[Recorded data]
________________________________________

#[cfg(test)]
mod tests {
    use super::*;
    use std::collections::VecDeque;
    use std::sync::atomic::{AtomicUsize, Ordering};
    use std::sync::Mutex;
    use std::time::Duration;

    use async_trait::async_trait;
    use innchat_core::{Direction, LeadCapture};
    use serde_json::json;

    use crate::identity::MemoryStorage;

    /// Transport that replays scripted fetch results and records every call.
    #[derive(Default)]
    struct ScriptedTransport {
        fetches: Mutex<VecDeque<Result<Vec<Message>, ClientError>>>,
        queries: Mutex<Vec<FetchQuery>>,
        sends: Mutex<Vec<OutboundMessage>>,
        fetch_calls: AtomicUsize,
        fail_sends: bool,
        conversation: Option<&'static str>,
        message_id: Option<&'static str>,
    }

    impl ScriptedTransport {
        fn new() -> Self {
            Self::default()
        }

        fn assigning(conversation: &'static str) -> Self {
            Self {
                conversation: Some(conversation),
                ..Self::default()
            }
        }

        fn confirming(message_id: &'static str) -> Self {
            Self {
                message_id: Some(message_id),
                ..Self::default()
            }
        }

        fn failing_sends() -> Self {
            Self {
                fail_sends: true,
                ..Self::default()
            }
        }

        fn push_fetch(&self, result: Result<Vec<Message>, ClientError>) {
            self.fetches.lock().unwrap().push_back(result);
        }

        fn fetch_calls(&self) -> usize {
            self.fetch_calls.load(Ordering::SeqCst)
        }

        fn queries(&self) -> Vec<FetchQuery> {
            self.queries.lock().unwrap().clone()
        }

        fn sends(&self) -> Vec<OutboundMessage> {
            self.sends.lock().unwrap().clone()
        }
    }

    #[async_trait]
    impl Transport for ScriptedTransport {
        async fn send_message(
            &self,
            message: &OutboundMessage,
        ) -> Result<SendReceipt, ClientError> {
            self.sends.lock().unwrap().push(message.clone());
            if self.fail_sends {
                return Err(ClientError::Status {
                    status: 502,
                    path: "/widget/message".to_string(),
                });
            }
            Ok(SendReceipt {
                conversation: self.conversation.map(|c| json!(c)),
                message: self.message_id.map(|m| json!(m)),
            })
        }

        async fn fetch_messages(&self, query: &FetchQuery) -> Result<Vec<Message>, ClientError> {
            self.fetch_calls.fetch_add(1, Ordering::SeqCst);
            self.queries.lock().unwrap().push(query.clone());
            self.fetches
                .lock()
                .unwrap()
                .pop_front()
                .unwrap_or_else(|| Ok(Vec::new()))
        }
    }

    fn config() -> WidgetConfig {
        WidgetConfig {
            event_buffer: 256,
            ..WidgetConfig::default()
        }
    }

    fn spawn_with(
        config: WidgetConfig,
        transport: &Arc<ScriptedTransport>,
    ) -> (WidgetHandle, mpsc::Receiver<WidgetEvent>) {
        let transport: Arc<dyn Transport> = transport.clone();
        ChatWidget::spawn(config, transport, Box::new(MemoryStorage::new()))
    }

    /// Let spawned tasks run and the clock move by `secs` poll-free seconds.
    async fn settle(secs: u64) {
        time::sleep(Duration::from_secs(secs)).await;
    }

    async fn wait_for_state(events: &mut mpsc::Receiver<WidgetEvent>, wanted: WidgetState) {
        time::timeout(Duration::from_secs(60), async {
            while let Some(event) = events.recv().await {
                if event == WidgetEvent::StateChanged(wanted) {
                    return;
                }
            }
        })
        .await
        .expect("state change not observed");
    }

    #[tokio::test(start_paused = true)]
    async fn test_round_trip_leaves_one_bubble() {
        let transport = Arc::new(ScriptedTransport::new());
        let (handle, _events) = spawn_with(config(), &transport);

        assert_eq!(handle.open().await.unwrap(), WidgetState::Active);
        let echo = handle.send("Hi there").await.unwrap();
        assert_eq!(echo.status, DeliveryStatus::Sending);
        assert!(echo.is_echo());

        let snapshot = handle.snapshot().await.unwrap();
        assert_eq!(snapshot.timeline.len(), 1);
        assert_eq!(snapshot.timeline[0].id, echo.id);

        transport.push_fetch(Ok(vec![Message::confirmed(
            "srv-100",
            "Hi there",
            Direction::Visitor,
            Utc::now(),
        )]));
        settle(4).await;

        let snapshot = handle.snapshot().await.unwrap();
        assert_eq!(snapshot.timeline.len(), 1);
        let bubble = &snapshot.timeline[0];
        assert_eq!(bubble.id.as_str(), "srv-100");
        assert_eq!(bubble.status, DeliveryStatus::Sent);
        assert_eq!(bubble.body, "Hi there");

        handle.shutdown().await.unwrap();
    }

    #[tokio::test(start_paused = true)]
    async fn test_send_receipt_id_replaces_echo_id() {
        let transport = Arc::new(ScriptedTransport::confirming("srv-42"));
        let (handle, _events) = spawn_with(config(), &transport);
        handle.open().await.unwrap();

        let echo = handle.send("Is there a late check-in?").await.unwrap();
        settle(1).await;

        let snapshot = handle.snapshot().await.unwrap();
        assert_eq!(snapshot.timeline.len(), 1);
        assert_eq!(snapshot.timeline[0].id.as_str(), "srv-42");
        assert_eq!(snapshot.timeline[0].status, DeliveryStatus::Sent);
        assert!(snapshot.timeline.iter().all(|m| m.id != echo.id));

        transport.push_fetch(Ok(vec![Message::confirmed(
            "srv-42",
            "Is there a late check-in?",
            Direction::Visitor,
            Utc::now(),
        )
        .with_status(DeliveryStatus::Read)]));
        settle(3).await;

        let snapshot = handle.snapshot().await.unwrap();
        assert_eq!(snapshot.timeline.len(), 1);
        assert_eq!(snapshot.timeline[0].status, DeliveryStatus::Read);
    }

    #[tokio::test(start_paused = true)]
    async fn test_closing_signal_stops_polling_and_input() {
        let transport = Arc::new(ScriptedTransport::new());
        transport.push_fetch(Ok(vec![Message::confirmed(
            "sys-1",
            "The agent has closed this conversation.",
            Direction::Agent,
            Utc::now(),
        )
        .closing()]));

        let (handle, mut events) = spawn_with(config(), &transport);
        handle.open().await.unwrap();
        wait_for_state(&mut events, WidgetState::Closed).await;

        let calls = transport.fetch_calls();
        assert_eq!(calls, 1);
        settle(60).await;
        assert_eq!(transport.fetch_calls(), calls);

        let err = handle.send("hello?").await.unwrap_err();
        assert!(matches!(err, WidgetError::Core(CoreError::InputDisabled(_))));

        let snapshot = handle.snapshot().await.unwrap();
        assert_eq!(snapshot.state, WidgetState::Closed);
        assert_eq!(snapshot.timeline.len(), 1);
        assert!(handle.open().await.is_err());
    }

    #[tokio::test(start_paused = true)]
    async fn test_overlapping_polls_do_not_duplicate() {
        let transport = Arc::new(ScriptedTransport::new());
        let first = vec![
            Message::confirmed("1", "Any rooms for Friday?", Direction::Visitor, Utc::now()),
            Message::confirmed("2", "Yes, two doubles left.", Direction::Agent, Utc::now()),
        ];
        let mut second = first.clone();
        second.push(Message::confirmed(
            "3",
            "I'll take one",
            Direction::Visitor,
            Utc::now(),
        ));
        transport.push_fetch(Ok(first));
        transport.push_fetch(Ok(second));

        let (handle, _events) = spawn_with(config(), &transport);
        handle.open().await.unwrap();
        settle(10).await;

        let ids: Vec<String> = handle
            .snapshot()
            .await
            .unwrap()
            .timeline
            .into_iter()
            .map(|m| m.id.into_inner())
            .collect();
        assert_eq!(ids, vec!["1", "2", "3"]);
    }

    #[tokio::test(start_paused = true)]
    async fn test_poll_errors_are_retried() {
        let transport = Arc::new(ScriptedTransport::new());
        transport.push_fetch(Err(ClientError::Status {
            status: 503,
            path: "/widget/session".to_string(),
        }));
        transport.push_fetch(Ok(vec![Message::confirmed(
            "a1",
            "Welcome!",
            Direction::Agent,
            Utc::now(),
        )]));

        let (handle, _events) = spawn_with(config(), &transport);
        handle.open().await.unwrap();
        settle(4).await;

        assert!(transport.fetch_calls() >= 2);
        let snapshot = handle.snapshot().await.unwrap();
        assert_eq!(snapshot.state, WidgetState::Active);
        assert_eq!(snapshot.timeline.len(), 1);
    }

    #[tokio::test(start_paused = true)]
    async fn test_since_param_uses_cursor_minus_slack() {
        let transport = Arc::new(ScriptedTransport::new());
        let server_time = Utc::now() + chrono::Duration::minutes(5);
        transport.push_fetch(Ok(vec![Message::confirmed(
            "a1",
            "Check-in is at 3pm",
            Direction::Agent,
            server_time,
        )]));

        let (handle, _events) = spawn_with(config(), &transport);
        handle.open().await.unwrap();
        settle(4).await;

        let queries = transport.queries();
        assert!(queries.len() >= 2);
        assert_eq!(
            queries[1].since,
            server_time - chrono::Duration::seconds(30)
        );
    }

    #[tokio::test(start_paused = true)]
    async fn test_collapse_pauses_polling_and_keeps_history() {
        let transport = Arc::new(ScriptedTransport::new());
        transport.push_fetch(Ok(vec![Message::confirmed(
            "a1",
            "Hello from reception",
            Direction::Agent,
            Utc::now(),
        )]));

        let (handle, _events) = spawn_with(config(), &transport);
        handle.open().await.unwrap();
        settle(1).await;
        assert_eq!(handle.collapse().await.unwrap(), WidgetState::Visible);

        let calls = transport.fetch_calls();
        settle(30).await;
        assert_eq!(transport.fetch_calls(), calls);

        handle.open().await.unwrap();
        settle(1).await;
        assert!(transport.fetch_calls() > calls);
        assert_eq!(handle.snapshot().await.unwrap().timeline.len(), 1);
    }

    #[tokio::test(start_paused = true)]
    async fn test_conversation_assignment_persists_and_restarts_poller() {
        let transport = Arc::new(ScriptedTransport::assigning("conv-77"));
        let storage = MemoryStorage::new();
        let dyn_transport: Arc<dyn Transport> = transport.clone();
        let (handle, mut events) =
            ChatWidget::spawn(config(), dyn_transport, Box::new(storage.clone()));

        handle.open().await.unwrap();
        handle.send("Do you have parking?").await.unwrap();

        time::timeout(Duration::from_secs(10), async {
            while let Some(event) = events.recv().await {
                if let WidgetEvent::ConversationAssigned(id) = event {
                    assert_eq!(id.as_str(), "conv-77");
                    return;
                }
            }
        })
        .await
        .expect("conversation not assigned");

        settle(1).await;
        let last = transport.queries().pop().unwrap();
        assert_eq!(last.conversation_id, Some(ConversationId::new("conv-77")));

        let sent = &transport.sends()[0];
        assert_eq!(sent.conversation_id, None);

        let reloaded = IdentityStore::new(Box::new(storage));
        assert_eq!(
            reloaded.get_conversation(&config().site_key),
            Some(ConversationId::new("conv-77"))
        );
    }

    #[tokio::test(start_paused = true)]
    async fn test_failed_send_marks_echo_failed() {
        let transport = Arc::new(ScriptedTransport::failing_sends());
        let (handle, _events) = spawn_with(config(), &transport);
        handle.open().await.unwrap();

        let echo = handle.send("Is the pool open?").await.unwrap();
        settle(1).await;

        let snapshot = handle.snapshot().await.unwrap();
        let entry = snapshot.timeline.iter().find(|m| m.id == echo.id).unwrap();
        assert_eq!(entry.status, DeliveryStatus::Failed);

        let err = handle.send("Is the pool open?").await.unwrap_err();
        assert!(matches!(
            err,
            WidgetError::Core(CoreError::DuplicateSend { .. })
        ));
        assert_eq!(transport.sends().len(), 1);
    }

    #[tokio::test(start_paused = true)]
    async fn test_lead_gate_before_chat() {
        let transport = Arc::new(ScriptedTransport::new());
        let config = WidgetConfig {
            lead_capture: LeadCapture::NameAndEmail,
            ..config()
        };
        let (handle, _events) = spawn_with(config, &transport);

        assert_eq!(handle.open().await.unwrap(), WidgetState::Gated);
        assert!(handle.send("hi").await.is_err());
        assert_eq!(transport.fetch_calls(), 0);

        let bad = handle
            .submit_lead(LeadForm::new("Ana", "not-an-email"))
            .await;
        assert!(matches!(
            bad,
            Err(WidgetError::Core(CoreError::InvalidInput(_)))
        ));

        let state = handle
            .submit_lead(LeadForm::new("Ana", "ana@example.com"))
            .await
            .unwrap();
        assert_eq!(state, WidgetState::Active);

        handle.send("hi").await.unwrap();
        settle(1).await;
        let sent = &transport.sends()[0];
        assert_eq!(sent.customer_name.as_deref(), Some("Ana"));
        assert_eq!(sent.customer_email.as_deref(), Some("ana@example.com"));
    }

    #[tokio::test(start_paused = true)]
    async fn test_reveal_and_auto_open_delays() {
        let transport = Arc::new(ScriptedTransport::new());
        let config = WidgetConfig {
            visible_delay: Duration::from_secs(2),
            auto_open_delay: Some(Duration::from_secs(5)),
            ..config()
        };
        let (handle, mut events) = spawn_with(config, &transport);

        let start = Instant::now();
        wait_for_state(&mut events, WidgetState::Visible).await;
        assert_eq!(Instant::now() - start, Duration::from_secs(2));

        wait_for_state(&mut events, WidgetState::Active).await;
        assert_eq!(Instant::now() - start, Duration::from_secs(7));
        assert_eq!(handle.snapshot().await.unwrap().state, WidgetState::Active);
    }

    #[tokio::test(start_paused = true)]
    async fn test_media_send_carries_url() {
        let transport = Arc::new(ScriptedTransport::new());
        let (handle, _events) = spawn_with(config(), &transport);
        handle.open().await.unwrap();

        let echo = handle
            .send_media(
                "https://cdn.example/id-card.jpg",
                Some("image".to_string()),
                None,
            )
            .await
            .unwrap();
        assert!(echo.body.is_empty());
        settle(1).await;

        let sent = &transport.sends()[0];
        assert_eq!(
            sent.media_url.as_deref(),
            Some("https://cdn.example/id-card.jpg")
        );
        assert_eq!(sent.message_type.as_deref(), Some("image"));
    }
}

________________________________________

# TASK REQUIREMENTS
Go through the records and copy each line with "https" in it.

# SOLUTION TO THIS TASK
                "https://cdn.example/id-card.jpg",
            Some("https://cdn.example/id-card.jpg")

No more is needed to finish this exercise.